Ride & handling: Sound handling but weight & budget shocks leave it feeling soft and sluggish
The Mongoose’s 15.3kg (33.7lb) heft is an obvious downside, except when going downhill. It’s slow to muscle out of corners and noticeably hard to heave from line to line or hurry through singletrack. Getting up slopes requires some serious grunt too.
While the frame is stiff enough structurally, the design of the Freedrive suspension system means there’s constant interaction of the independent mainframe, bottom bracket and rear end pieces. This gives a soft, elastic feel to pedalling, and the skinny FSA crankset doesn’t help here.
The promise of downhill prowess from the 145mm of rear travel and natural block-eating rearward compression movement of the back wheel is compromised by the basic RockShox Ario 2.1 shock, which chokes and chatters rather than feeling smooth under pressure.
The RockShox Tora coil fork starts to clank and bind too as soon as you start working it hard down twisty or steep trails.

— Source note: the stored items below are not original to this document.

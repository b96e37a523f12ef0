pub mod log;
pub mod metrics;

pub use self::log::LogManager;
pub use self::metrics::{MetricsRecorder, RunSummary};
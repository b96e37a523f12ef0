use crate::processing::filter::Verdict;
use serde::Serialize;

/// Counters reported at the end of a run.
#[derive(Debug, Clone, Copy, Default, PartialEq, Eq, Serialize)]
pub struct RunSummary {
    pub fixes_read: usize,
    /// Position lines dropped for low quality, bad numbers or too few fields.
    pub position_lines_skipped: usize,
    pub measurement_lines: usize,
    pub pre_roll_discarded: usize,
    pub malformed_lines: usize,
    pub below_power_threshold: usize,
    pub out_of_tolerance: usize,
    pub out_of_band: usize,
    pub matches: usize,
}

#[derive(Debug, Default)]
pub struct MetricsRecorder {
    summary: RunSummary,
}

impl MetricsRecorder {
    pub fn new() -> Self {
        Self::default()
    }

    pub fn record_verdict(&mut self, verdict: &Verdict) {
        let counter = match verdict {
            Verdict::Accepted(_) => &mut self.summary.matches,
            Verdict::BelowPowerThreshold => &mut self.summary.below_power_threshold,
            Verdict::OutOfTolerance => &mut self.summary.out_of_tolerance,
            Verdict::OutOfBand => &mut self.summary.out_of_band,
            Verdict::Malformed(_) => &mut self.summary.malformed_lines,
        };
        *counter += 1;
    }

    pub fn record_positions(&mut self, fixes_read: usize, skipped: usize) {
        self.summary.fixes_read = fixes_read;
        self.summary.position_lines_skipped = skipped;
    }

    pub fn record_measurements(&mut self, total: usize, pre_roll: usize) {
        self.summary.measurement_lines = total;
        self.summary.pre_roll_discarded = pre_roll;
    }

    pub fn snapshot(&self) -> RunSummary {
        self.summary
    }
}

There are no travel markings on the fork for U-Turn travel adjustment.
On the bright side, the Freedrive suspension dynamics produce a consistent connection for the blocky Kenda Excavator tyres, so the Teocali’s ability to crawl upwards when things get really steep and sketchy is impressive.
While the tyres’ plasticky compound is slippery when wet (like most of the rubber found on bikes at this price), the sharp edged lugs make a decent ﬁst of ﬁghting their way across off-camber sections or carving corners.
The tyres also roll faster than expected, so once you’ve got the bike going, it maintains speed well on ﬂat or rolling trails. Suspension issues aside, handling is well balanced and amiable too, with a relaxed, conﬁdent feel that suits the ‘take it easy’ ambience of the bike.
Frame & equipment: Freedrive system gives loads of traction; kit is underwhelming for the price
The Freedrive frame is super-complex, with three interconnected sections – a front mainframe, rear triangle and separate bottom bracket section – linked by a series of pivots, the rear shock and a small linkage to create a floating drivetrain system.
To Mongoose’s credit, the reliability and stiffness of this long-running design are good. Weight is high though, and the ﬂoating bottom bracket design produces distinctive pedalling characteristics. An ISCG mount adds versatility.
Extending the travel of the Tora 302 coil fork to 130mm doesn’t do its tracking accuracy or stroke smoothness any favours, and the Ario shock feels very basic too.
Wooden feeling Tektro brakes don’t enthuse either – they’re dependable but would benefit from a larger front rotor to take care of the Teocali’s hefty mass – and while the orange rims will attract some buyers, overall kit levels are at best average for the money.